Tomasi di Lampedusa’s “The Leopard” provides invaluable insight into 19th-century Italian history while creating a compelling story, allowing readers to relive an unfamiliar age of revolution and a fading nobility.
Time under quarantine has been an excuse to revisit a personal favorite book and to explore its history, controversy, and literary value. I can think of few books that would be as fitting for TIC’s readership as Giuseppe Tomasi di Lampedusa’s The Leopard. The book is a treasure, so much so, that I want to dedicate this essay to introduce readers to the story and reintroduce it to readers who have already read it by discussing its most compelling themes and lingering questions about time, modernity, and history.
I. The Pre-Modern, Modern Man
Published in 1958, The Leopard is up there with some of the best early modern books, such as Henry Adams’ Mont Saint Michel and Chartres and The Education of Henry Adams, that describe in a very tangible, historical manner the uneasy internal shift of the 20th-century man who was forced out of an old world and into a new one. Tomasi di Lampedusa understood the spiritual, social, and political effects of this change on the old-fashioned Western man, perhaps even more than Henry Adams. While Adams was an American patrician, Tomasi di Lampedusa was an actual prince. In fact, he was the last prince of his native Sicily. The title of his novel in the original Italian, Il Gatopardo, is named after the family crest, the serval (“the leopard” was an intentional mistranslation).

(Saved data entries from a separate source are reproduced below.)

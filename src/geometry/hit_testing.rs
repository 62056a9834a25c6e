use egui::{Pos2, Rect};

/// Bounding box of an outline, `Rect::NOTHING` when empty
pub fn outline_bounds(outline: &[Pos2]) -> Rect {
    let Some(first) = outline.first() else {
        return Rect::NOTHING;
    };

    let mut min = *first;
    let mut max = *first;
    for point in outline {
        min = min.min(*point);
        max = max.max(*point);
    }

    Rect::from_min_max(min, max)
}

/// Even-odd ray casting test. Works for concave outlines; points exactly on an
/// edge may land on either side.
pub fn point_in_polygon(pos: Pos2, outline: &[Pos2]) -> bool {
    if outline.len() < 3 {
        return false;
    }

    let mut inside = false;
    let mut j = outline.len() - 1;
    for i in 0..outline.len() {
        let (a, b) = (outline[i], outline[j]);
        if (a.y > pos.y) != (b.y > pos.y) {
            let x_cross = a.x + (pos.y - a.y) * (b.x - a.x) / (b.y - a.y);
            if pos.x < x_cross {
                inside = !inside;
            }
        }
        j = i;
    }

    inside
}
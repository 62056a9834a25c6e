use thiserror::Error;

/// Errors raised while loading or validating a [`GestureConfig`](crate::config::GestureConfig)
#[derive(Debug, Error)]
pub enum ConfigError {
    #[error("Invalid scale range: min {min} must be positive and not exceed max {max}")]
    InvalidScaleRange { min: f32, max: f32 },

    #[error("Tap displacement threshold must be finite and non-negative, got {0}")]
    InvalidTapThreshold(f32),

    #[error("Failed to parse configuration: {0}")]
    Parse(#[from] serde_json::Error),

    #[error("Failed to read configuration file: {0}")]
    Io(#[from] std::io::Error),
}

/// Errors raised while loading a [`RegionMap`](crate::region::RegionMap)
#[derive(Debug, Error)]
pub enum RegionMapError {
    #[error("Failed to parse region map: {0}")]
    Parse(#[from] serde_json::Error),

    #[error("Region has an empty id")]
    EmptyId,

    #[error("Duplicate region id: {0}")]
    DuplicateId(String),

    #[error("Region {id} outline needs at least 3 points, got {points}")]
    DegenerateOutline { id: String, points: usize },
}

pub type ConfigResult<T> = Result<T, ConfigError>;
pub type RegionMapResult<T> = Result<T, RegionMapError>;
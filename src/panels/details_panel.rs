pub const UNKNOWN_COUNTRY: &str = "Unknown country";

/// What the details screen displays for a route
#[derive(Debug, Clone, PartialEq, Eq)]
pub struct DetailsContent {
    pub heading: String,
    /// Upper-cased region code, only when one was given
    pub code: Option<String>,
}

impl DetailsContent {
    pub fn new(name: Option<&str>, id: Option<&str>) -> Self {
        Self {
            heading: name.unwrap_or(UNKNOWN_COUNTRY).to_owned(),
            code: id.filter(|id| !id.is_empty()).map(str::to_uppercase),
        }
    }
}

pub fn details_panel(ctx: &egui::Context, content: &DetailsContent) {
    egui::CentralPanel::default().show(ctx, |ui| {
        ui.vertical_centered(|ui| {
            ui.add_space(ui.available_height() / 3.0);
            ui.label(egui::RichText::new(&content.heading).size(28.0).strong());
            if let Some(code) = &content.code {
                ui.add_space(12.0);
                ui.label(
                    egui::RichText::new(code)
                        .size(16.0)
                        .color(egui::Color32::from_gray(0x66)),
                );
            }
        });
    });
}
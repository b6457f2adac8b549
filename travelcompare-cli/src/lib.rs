//! Command-line interface for comparing travel modes between two addresses.
#![forbid(unsafe_code)]

use clap::{Parser, Subcommand};

mod compare;
mod error;
mod render;

use compare::{CompareArgs, run_compare};
pub use error::CliError;

const ARG_FROM: &str = "from";
const ARG_TO: &str = "to";
const ARG_DEPARTURE_TIME: &str = "departure-time";
const ARG_API_KEY: &str = "api-key";
const ARG_BASE_URL: &str = "base-url";
const ARG_LANGUAGE_CODE: &str = "language-code";
const ARG_REFERER: &str = "referer";
const ARG_TIMEOUT_SECS: &str = "timeout-secs";
const ARG_SAMPLE: &str = "sample";
const ARG_JSON: &str = "json";
const ENV_FROM: &str = "TRAVELCOMPARE_CMDS_COMPARE_FROM";
const ENV_TO: &str = "TRAVELCOMPARE_CMDS_COMPARE_TO";

/// Run the travelcompare CLI with the current process arguments and
/// environment.
pub async fn run() -> Result<(), CliError> {
    let cli = Cli::try_parse().map_err(CliError::ArgumentParsing)?;
    match cli.command {
        Command::Compare(args) => run_compare(args).await,
    }
}

#[derive(Debug, Parser)]
#[command(
    name = "travelcompare",
    about = "Compare travel time and distance across transport modes",
    version
)]
struct Cli {
    #[command(subcommand)]
    command: Command,
}

#[derive(Debug, Subcommand)]
enum Command {
    /// Compare car, public transport, motorbike, bicycle and walking routes.
    Compare(CompareArgs),
}

#[cfg(test)]
mod tests;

Comparing Henry Adams’s treatment of modernity with Tomasi di Lampedusa’s is a helpful way to distinguish how different cultures felt this change. Adams was an American who spent many years in Europe and loved Western Civilization. His historical tales focus primarily on his exploration of these physical ruins of a bygone age, such as cathedrals, religious icons, and monasteries. Tomasi di Lampedusa was no tourist, however: He was born and bred surrounded by the types of art that inspired Adams, but instead of inspiring him, the great works of European art and mythology that he had in his own home for his leisure only reassured him that material vestiges hardly matter when the idea behind them is rejected. For what had been lost in European society after the 20th century, Adams felt sympathy; by living through the change, Tomasi di Lampedusa felt benumbed.

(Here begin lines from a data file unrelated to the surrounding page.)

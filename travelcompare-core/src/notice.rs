//! User-facing notices and a small publish/subscribe bus for them.
//!
//! Front-ends subscribe handlers per [`NoticeKind`]; the comparison flow
//! publishes form errors, submissions and "data received" notices without
//! knowing how (or whether) they are displayed.

use std::fmt;

use crate::TravelMode;

/// The category of a [`Notice`], used to route it to subscribers.
#[derive(Debug, Clone, Copy, PartialEq, Eq, Hash)]
pub enum NoticeKind {
    /// Input validation failed.
    FormError,
    /// A comparison was started.
    FormSubmitted,
    /// A comparison finished and its report was delivered.
    TravelDataReceived,
}

/// A message intended for the user.
#[derive(Debug, Clone, PartialEq, Eq)]
pub enum Notice {
    /// Input validation failed for `field`.
    FormError {
        /// Name of the offending input.
        field: String,
        /// Explanation shown to the user.
        message: String,
    },
    /// A comparison was started.
    FormSubmitted {
        /// Confirmation shown to the user.
        message: String,
    },
    /// A comparison finished.
    TravelDataReceived {
        /// Number of modes with a route.
        routes_found: usize,
    },
}

impl Notice {
    /// The kind used for subscription matching.
    #[must_use]
    pub const fn kind(&self) -> NoticeKind {
        match self {
            Self::FormError { .. } => NoticeKind::FormError,
            Self::FormSubmitted { .. } => NoticeKind::FormSubmitted,
            Self::TravelDataReceived { .. } => NoticeKind::TravelDataReceived,
        }
    }

    /// Whether the notice reports a problem.
    #[must_use]
    pub const fn is_error(&self) -> bool {
        matches!(self, Self::FormError { .. })
    }
}

impl fmt::Display for Notice {
    fn fmt(&self, f: &mut fmt::Formatter<'_>) -> fmt::Result {
        match self {
            Self::FormError { message, .. } | Self::FormSubmitted { message } => {
                f.write_str(message)
            }
            Self::TravelDataReceived { routes_found } => {
                write!(
                    f,
                    "routes found for {routes_found} of {} travel modes",
                    TravelMode::ALL.len()
                )
            }
        }
    }
}

/// Handle returned by [`NoticeBus::subscribe`].
#[derive(Debug, Clone, Copy, PartialEq, Eq, Hash)]
pub struct SubscriptionId(u64);

type Handler = Box<dyn FnMut(&Notice) + Send>;

struct Subscription {
    id: SubscriptionId,
    kind: NoticeKind,
    handler: Handler,
}

/// Synchronous publish/subscribe bus for [`Notice`] values.
///
/// # Examples
///
/// ```
/// use std::sync::{Arc, Mutex};
/// use travelcompare_core::{Notice, NoticeBus, NoticeKind};
///
/// let seen = Arc::new(Mutex::new(Vec::new()));
/// let mut bus = NoticeBus::default();
/// let sink = Arc::clone(&seen);
/// let id = bus.subscribe(NoticeKind::FormSubmitted, move |notice| {
///     sink.lock().unwrap().push(notice.to_string());
/// });
///
/// bus.publish(&Notice::FormSubmitted { message: "Comparing routes".into() });
/// assert!(bus.unsubscribe(id));
/// bus.publish(&Notice::FormSubmitted { message: "ignored".into() });
///
/// assert_eq!(*seen.lock().unwrap(), vec!["Comparing routes".to_owned()]);
/// ```
#[derive(Default)]
pub struct NoticeBus {
    next_id: u64,
    subscriptions: Vec<Subscription>,
}

impl fmt::Debug for NoticeBus {
    fn fmt(&self, f: &mut fmt::Formatter<'_>) -> fmt::Result {
        f.debug_struct("NoticeBus")
            .field("next_id", &self.next_id)
            .field("subscriptions", &self.subscriptions.len())
            .finish()
    }
}

impl NoticeBus {
    /// Register `handler` for notices of `kind`.
    pub fn subscribe(
        &mut self,
        kind: NoticeKind,
        handler: impl FnMut(&Notice) + Send + 'static,
    ) -> SubscriptionId {
        let id = SubscriptionId(self.next_id);
        self.next_id = self.next_id.saturating_add(1);
        self.subscriptions.push(Subscription {
            id,
            kind,
            handler: Box::new(handler),
        });
        id
    }

    /// Remove a subscription. Returns `false` if it was not registered.
    pub fn unsubscribe(&mut self, id: SubscriptionId) -> bool {
        let before = self.subscriptions.len();
        self.subscriptions.retain(|subscription| subscription.id != id);
        self.subscriptions.len() != before
    }

    /// Deliver `notice` to every matching subscriber, in subscription order.
    ///
    /// Returns the number of handlers invoked.
    pub fn publish(&mut self, notice: &Notice) -> usize {
        let kind = notice.kind();
        let mut delivered = 0;
        for subscription in &mut self.subscriptions {
            if subscription.kind == kind {
                (subscription.handler)(notice);
                delivered += 1;
            }
        }
        if delivered == 0 {
            log::debug!("no subscribers for {kind:?} notice");
        }
        delivered
    }
}
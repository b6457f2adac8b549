//! Route queries and the provider seam to routing backends.
//!
//! A [`RouteQuery`] is what the user asks for. The orchestrator derives one
//! [`RouteRequest`] per [`crate::TravelMode`] from it and hands each to a
//! [`RouteProvider`].

mod error;
mod provider;
mod request;

pub use error::RouteError;
pub use provider::RouteProvider;
pub use request::{QueryError, RouteQuery, RouteRequest};
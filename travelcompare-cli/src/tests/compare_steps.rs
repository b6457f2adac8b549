//! Behaviour-driven step definitions driving the compare CLI scenarios.

use super::*;
use crate::compare::{
    Backend, DefaultRouteProviderBuilder, RouteProviderBuilder, run_compare_with,
};
use clap::Parser;
use rstest::fixture;
use rstest_bdd_macros::{given, scenario, then, when};
use std::cell::RefCell;
use std::sync::{Arc, Mutex, PoisonError};
use travelcompare_core::test_support::StubRouteProvider;
use travelcompare_core::{
    Notice, NoticeBus, NoticeKind, QueryError, RawTravelData, RouteProvider, TravelDataReport,
    TravelMode,
};

type Recorded = Arc<Mutex<Vec<Notice>>>;

#[derive(Debug, Default)]
struct CompareWorld {
    cli_args: RefCell<Vec<String>>,
    stub: RefCell<Option<StubRouteProvider>>,
    stdout: RefCell<Vec<u8>>,
    notices: Recorded,
    result: RefCell<Option<Result<(), CliError>>>,
}

impl CompareWorld {
    fn push_args<const N: usize>(&self, args: [&str; N]) {
        self.cli_args
            .borrow_mut()
            .extend(args.into_iter().map(str::to_owned));
    }

    fn build_command_line(&self) -> Vec<String> {
        let mut argv = vec!["travelcompare".to_owned(), "compare".to_owned()];
        argv.extend(self.cli_args.borrow().iter().cloned());
        argv
    }

    fn notice_bus(&self) -> NoticeBus {
        let mut bus = NoticeBus::default();
        for kind in [
            NoticeKind::FormError,
            NoticeKind::FormSubmitted,
            NoticeKind::TravelDataReceived,
        ] {
            let seen = Arc::clone(&self.notices);
            bus.subscribe(kind, move |notice: &Notice| {
                seen.lock()
                    .unwrap_or_else(PoisonError::into_inner)
                    .push(notice.clone());
            });
        }
        bus
    }

    fn recorded_notices(&self) -> Vec<Notice> {
        self.notices
            .lock()
            .unwrap_or_else(PoisonError::into_inner)
            .clone()
    }

    fn stdout_text(&self) -> String {
        String::from_utf8(self.stdout.borrow().clone()).expect("stdout utf-8")
    }

    fn error(&self) -> std::cell::Ref<'_, CliError> {
        std::cell::Ref::map(self.result.borrow(), |result| {
            result
                .as_ref()
                .expect("result recorded")
                .as_ref()
                .expect_err("expected error")
        })
    }
}

#[fixture]
fn world() -> CompareWorld {
    CompareWorld::default()
}

/// Serves a prepared stub regardless of the configured backend.
struct StubRouteProviderBuilder {
    stub: Mutex<Option<StubRouteProvider>>,
}

impl RouteProviderBuilder for StubRouteProviderBuilder {
    fn build(&self, _backend: &Backend) -> Result<Box<dyn RouteProvider>, CliError> {
        let stub = self
            .stub
            .lock()
            .unwrap_or_else(PoisonError::into_inner)
            .take()
            .expect("stub provider is built once");
        Ok(Box::new(stub))
    }
}

#[given("I pass --from Bern and --to Zürich")]
fn pass_from_and_to(#[from(world)] world: &CompareWorld) {
    world.push_args(["--from", "Bern", "--to", "Zürich"]);
}

#[given("I pass only --from Bern")]
fn pass_only_from(#[from(world)] world: &CompareWorld) {
    world.push_args(["--from", "Bern"]);
}

#[given("I pass a blank --from and --to Zürich")]
fn pass_blank_from(#[from(world)] world: &CompareWorld) {
    world.push_args(["--from", "  ", "--to", "Zürich"]);
}

#[given("I select the sample backend")]
fn select_sample(#[from(world)] world: &CompareWorld) {
    world.push_args(["--sample"]);
}

#[given("I request JSON output")]
fn request_json(#[from(world)] world: &CompareWorld) {
    world.push_args(["--json"]);
}

#[given("a routing backend without a transit route")]
fn backend_without_transit(#[from(world)] world: &CompareWorld) {
    let stub = StubRouteProvider::with_route(RawTravelData::new(121_556, 5_535))
        .with_no_route(TravelMode::Transit);
    *world.stub.borrow_mut() = Some(stub);
}

#[when("I run the compare command")]
fn run_compare_command(#[from(world)] world: &CompareWorld) {
    let invocation = world.build_command_line();
    let mut notices = world.notice_bus();
    let runtime = tokio::runtime::Builder::new_current_thread()
        .build()
        .expect("runtime should build");
    let parsed = Cli::try_parse_from(invocation).map_err(CliError::from);
    let outcome = parsed.and_then(|cli| match cli.command {
        Command::Compare(args) => {
            let mut buffer = world.stdout.borrow_mut();
            match world.stub.borrow_mut().take() {
                Some(stub) => {
                    let builder = StubRouteProviderBuilder {
                        stub: Mutex::new(Some(stub)),
                    };
                    runtime.block_on(run_compare_with(args, &builder, &mut *buffer, &mut notices))
                }
                None => runtime.block_on(run_compare_with(
                    args,
                    &DefaultRouteProviderBuilder,
                    &mut *buffer,
                    &mut notices,
                )),
            }
        }
    });

    world.result.replace(Some(outcome));
}

#[then("the command succeeds and prints a row for every travel mode")]
fn command_prints_table(#[from(world)] world: &CompareWorld) {
    {
        let borrowed = world.result.borrow();
        let result = borrowed.as_ref().expect("result recorded");
        result.as_ref().expect("expected success");
    }

    let stdout = world.stdout_text();
    let rows: Vec<&str> = stdout.lines().skip(1).collect();
    assert_eq!(rows.len(), TravelMode::ALL.len());
    for (row, mode) in rows.iter().zip(TravelMode::ALL) {
        assert!(row.starts_with(mode.label()), "row {row:?} for {mode}");
        assert!(row.contains("1h 32min"), "row {row:?} should show the time");
    }
}

#[then("the command succeeds and prints a JSON report")]
fn command_prints_json(#[from(world)] world: &CompareWorld) {
    {
        let borrowed = world.result.borrow();
        let result = borrowed.as_ref().expect("result recorded");
        result.as_ref().expect("expected success");
    }

    let report: TravelDataReport =
        serde_json::from_str(&world.stdout_text()).expect("output should be a JSON report");
    assert_eq!(report.routes_found(), TravelMode::ALL.len());
}

#[then("the public transport row reads no route")]
fn transit_row_reads_no_route(#[from(world)] world: &CompareWorld) {
    let stdout = world.stdout_text();
    let transit = stdout
        .lines()
        .find(|line| line.starts_with(TravelMode::Transit.label()))
        .expect("transit row present");
    assert!(transit.ends_with("no route"), "transit row was {transit:?}");
}

#[then("the notices report routes for 5 travel modes")]
fn notices_report_five(#[from(world)] world: &CompareWorld) {
    assert_received(world, 5);
}

#[then("the notices report routes for 4 travel modes")]
fn notices_report_four(#[from(world)] world: &CompareWorld) {
    assert_received(world, 4);
}

fn assert_received(world: &CompareWorld, expected: usize) {
    let notices = world.recorded_notices();
    assert!(
        matches!(notices.first(), Some(Notice::FormSubmitted { .. })),
        "expected a submission notice first, got {notices:?}"
    );
    assert_eq!(
        notices.last(),
        Some(&Notice::TravelDataReceived {
            routes_found: expected
        })
    );
}

#[then("the command fails because the to option is missing")]
fn command_fails_missing_to(#[from(world)] world: &CompareWorld) {
    match &*world.error() {
        CliError::MissingArgument { field, .. } => assert_eq!(*field, ARG_TO),
        other => panic!("expected MissingArgument, found {other:?}"),
    }
}

#[then("the command fails because the origin is blank")]
fn command_fails_blank_origin(#[from(world)] world: &CompareWorld) {
    match &*world.error() {
        CliError::InvalidQuery(QueryError::BlankAddress { field }) => {
            assert_eq!(*field, "origin");
        }
        other => panic!("expected InvalidQuery, found {other:?}"),
    }
}

#[then("a form error notice names to")]
fn form_error_names_to(#[from(world)] world: &CompareWorld) {
    assert_form_error(world, ARG_TO);
}

#[then("a form error notice names origin")]
fn form_error_names_origin(#[from(world)] world: &CompareWorld) {
    assert_form_error(world, "origin");
}

fn assert_form_error(world: &CompareWorld, expected_field: &str) {
    let notices = world.recorded_notices();
    match notices.as_slice() {
        [Notice::FormError { field, .. }] => assert_eq!(field, expected_field),
        other => panic!("expected a single form error notice, found {other:?}"),
    }
}

macro_rules! register_compare_scenario {
    ($fn_name:ident, $scenario_title:literal) => {
        #[scenario(path = "tests/features/compare_command.feature", name = $scenario_title)]
        fn $fn_name(#[from(world)] world: CompareWorld) {
            let _ = world;
        }
    };
}

register_compare_scenario!(compare_with_sample, "comparing with the sample backend");
register_compare_scenario!(compare_as_json, "printing JSON");
register_compare_scenario!(compare_with_missing_mode, "a mode without a route");
register_compare_scenario!(compare_missing_destination, "rejecting a missing destination");
register_compare_scenario!(compare_blank_origin, "rejecting a blank origin");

His novel, instead, focuses on his family’s experience of social and political change while living inside their palace, willingly confined within the old world and struggling to identify how to proceed within the new. As the main character in the novel, “the leopard” himself, Don Fabrizio Corbera, says, “Kings who personify an idea should not, cannot, fall below a certain level for generations; if they do… the idea suffers too.” The idea suffered indeed, and there was an intellectual shift that caused a distortion in our understanding of progress, which I would describe in the following way:
Cambiare tutto perché niente cambi.
To change everything because nothing changes. Tomasi di Lampedusa lived during a time when everything was being changed (by Italian revolutionaries) because nothing was changing socially, politically, and intellectually (according to the revolutionaries’ criteria). The absurdity of the revolutionary mindset, then, is precisely this desire to change radically what is not changing, never pausing to ponder if it is necessary or salutary. The novel itself is a conversation about the nature of change, but we can glean from Tomasi di Lampedusa’s writings that he believed that there is such a thing as good change and bad change; that there is necessary and unnecessary change; and, most peculiarly, that sometimes necessary change can be bad (for some). Our inability to come to terms with the nature of change is the unsettling problem in The Leopard: Was Don Fabrizio’s fate truly a natural course of history and progress? Nevertheless, the desire for vast and rapid change was the world mindset into which the great-grandson of the fictional Don Fabrizio was born, for he was not all that fictional: Tomasi di Lampedusa modelled the character after his great-grandfather, Don Giulio Fabrizio Tomasi, the first prince of Lampedusa. Lampedusa was a part of Sicily that belonged to the Tomasi family before they sold it to the kingdom of Naples in the 1840s.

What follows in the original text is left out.